Mother left two days after the concert, and a week later Emily came. In between I had the chance to see my friends Josh and Sonja, the latter of which I hadn't seen in a very long time. It was refreshing to talk to her and to hear her unique and intelligent perspective on life, and the time spent over coffee with her was energizing. It's so good to talk to a fellow writer, and someone who is trying to make sense of the world through art. Sonja is driven in that way as I am, and though our perspectives differ, I respect her so much. She also bestowed upon me a most fitting gift-- a shirt with a bummed-out ex-planet Pluto with the words "it's okay, Pluto. I'm not a planet either." --- the perfect gift to remind me to keep to my quirky screenwriting ideas. It was also great to see my only fellow-graduate friend Josh (hi Josh, if you're looking for your name) to comiserate about the big bad world and what lies ahead-- he is also a talented person who I foresee will do great things... unlike me, he has the drive to do it, something I admire more and more as time goes on. Hopefully he will give me a ride on his coat-tails.

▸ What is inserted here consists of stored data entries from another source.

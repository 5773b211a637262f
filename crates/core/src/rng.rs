//! RNG module - seeded piece generation
//!
//! Two randomizers are available:
//!
//! - [`Randomizer::Uniform`]: every draw picks one of the seven kinds with equal
//!   probability. No fairness guarantee; long droughts are possible.
//! - [`Randomizer::Bag`]: the "7-bag" scheme. Each shuffled bag contains every
//!   kind exactly once and is drawn empty before a new bag is shuffled.
//!
//! Both are driven by a small LCG so a given seed always yields the same sequence.
//! A generator can also replay a fixed list of kinds ([`PieceGenerator::sequence`]),
//! which is how tests and benches set up known positions.

use arrayvec::ArrayVec;

use crate::types::PieceKind;

/// Simple LCG (Linear Congruential Generator) RNG
/// Uses constants from Numerical Recipes
#[derive(Debug, Clone)]
pub struct SimpleRng {
    state: u32,
}

impl SimpleRng {
    /// Create a new RNG with the given seed
    pub fn new(seed: u32) -> Self {
        // A zero state would be a fixed point of the multiply step.
        let state = if seed == 0 { 1 } else { seed };
        Self { state }
    }

    /// Generate next random u32
    pub fn next_u32(&mut self) -> u32 {
        self.state = self.state.wrapping_mul(1664525).wrapping_add(1013904223);
        self.state
    }

    /// Generate random value in range [0, max)
    ///
    /// Uses the high bits, which are far better distributed than the low bits
    /// of a power-of-two LCG.
    pub fn next_range(&mut self, max: u32) -> u32 {
        ((self.next_u32() as u64 * max as u64) >> 32) as u32
    }

    /// Shuffle a slice using Fisher-Yates
    pub fn shuffle<T>(&mut self, slice: &mut [T]) {
        for i in (1..slice.len()).rev() {
            let j = self.next_range((i + 1) as u32) as usize;
            slice.swap(i, j);
        }
    }
}

/// How new piece kinds are chosen.
#[derive(Debug, Clone, Copy, PartialEq, Eq, Hash, Default)]
pub enum Randomizer {
    #[default]
    Uniform,
    Bag,
}

/// Seeded source of piece kinds.
#[derive(Debug, Clone)]
pub struct PieceGenerator {
    randomizer: Randomizer,
    rng: SimpleRng,
    /// Remaining kinds of the current bag, drawn from the back.
    bag: ArrayVec<PieceKind, 7>,
    /// Fixed cycle of kinds; overrides the randomizer when non-empty.
    script: Vec<PieceKind>,
    script_pos: usize,
}

impl PieceGenerator {
    pub fn new(seed: u32, randomizer: Randomizer) -> Self {
        Self {
            randomizer,
            rng: SimpleRng::new(seed),
            bag: ArrayVec::new(),
            script: Vec::new(),
            script_pos: 0,
        }
    }

    /// Generator that cycles through `kinds` forever.
    ///
    /// An empty list falls back to the uniform randomizer.
    pub fn sequence(kinds: &[PieceKind]) -> Self {
        Self {
            script: kinds.to_vec(),
            ..Self::new(1, Randomizer::Uniform)
        }
    }

    pub fn randomizer(&self) -> Randomizer {
        self.randomizer
    }

    fn refill_bag(&mut self) {
        self.bag.clear();
        self.bag.extend(PieceKind::ALL);
        self.rng.shuffle(&mut self.bag);
    }

    /// Draw the next piece kind
    pub fn draw(&mut self) -> PieceKind {
        if !self.script.is_empty() {
            let kind = self.script[self.script_pos % self.script.len()];
            self.script_pos = self.script_pos.wrapping_add(1);
            return kind;
        }
        match self.randomizer {
            Randomizer::Uniform => PieceKind::ALL[self.rng.next_range(7) as usize],
            Randomizer::Bag => {
                if self.bag.is_empty() {
                    self.refill_bag();
                }
                // The bag was just refilled if it was empty.
                self.bag.pop().unwrap_or(PieceKind::I)
            }
        }
    }
}

impl Default for PieceGenerator {
    fn default() -> Self {
        Self::new(1, Randomizer::default())
    }
}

Once Emily arrived, we had fantastic times, none of which I have time to recall (nor do I reckon anyone would be interested to hear), many of which consisted of flouncing around the beach attempting to tan, much of which included eating massive amounts of good food. I will say-- the most California day we had was grabbing coffee, swinging by to pick up crates of strawberries, and hiking up to the Ventura Cross (The look-out point for all of Ventura). We ate our strawberries, wore our fashionable new sunhats (yes, Megan Jackson in all of her stylishness influenced me to buy one-- a pink floppy one. I am still pondering whether or not it was a sound decision), and basked in good company and conversation. It's so comforting to have a best friend who knows your history. Even though our world views are vastly different (not just conservative me versus liberal she) our friendship is and always will be the same. I will be her maid of honor one of these years, and someday I'll dedicate a book to her. As we've been friends for about eleven years running, it seems appropriate.

After my dear red australian bird left, I went into the process of getting a job. Much has happened. Ups and downs. Floods of thoughts and ideas written on scraps of paper-- but nevermind, this is too long already and coffee bean is closing. I will say this-- I am proud of myself. I am looking forward to what I might do-- but even more so to who I might be. I've been a bit down, a bit lonely and girly (damn the male species) and worried and grouchy and existential lately, but not hopeless. Never that. I'll never get it figured out completely, but I can try.

More sooner rather than later.

a Graduate.

*what i have been told my face expressed at the moment of receiving my diploma. then again, i suspect i look perpetually penitent.

1 comment:

Sonja said...

Reading this made me so sad I was still in school for your graduation -- especially since I hadn't known Joshua would be graduating when I made plans to come down in the spring. It was just...happy coincidental he was also and I was so overjoyed -- I had wanted to go to both.

I love that you wrote this in coffee bean -- I have yet to actually write in a coffee shop of any type whatsoever. =(

"I am looking forward to what I might do-- but even more so to who I might be." --> a beautiful, beautiful sentiment.

I wish you all the success and joy in the world, Katrina.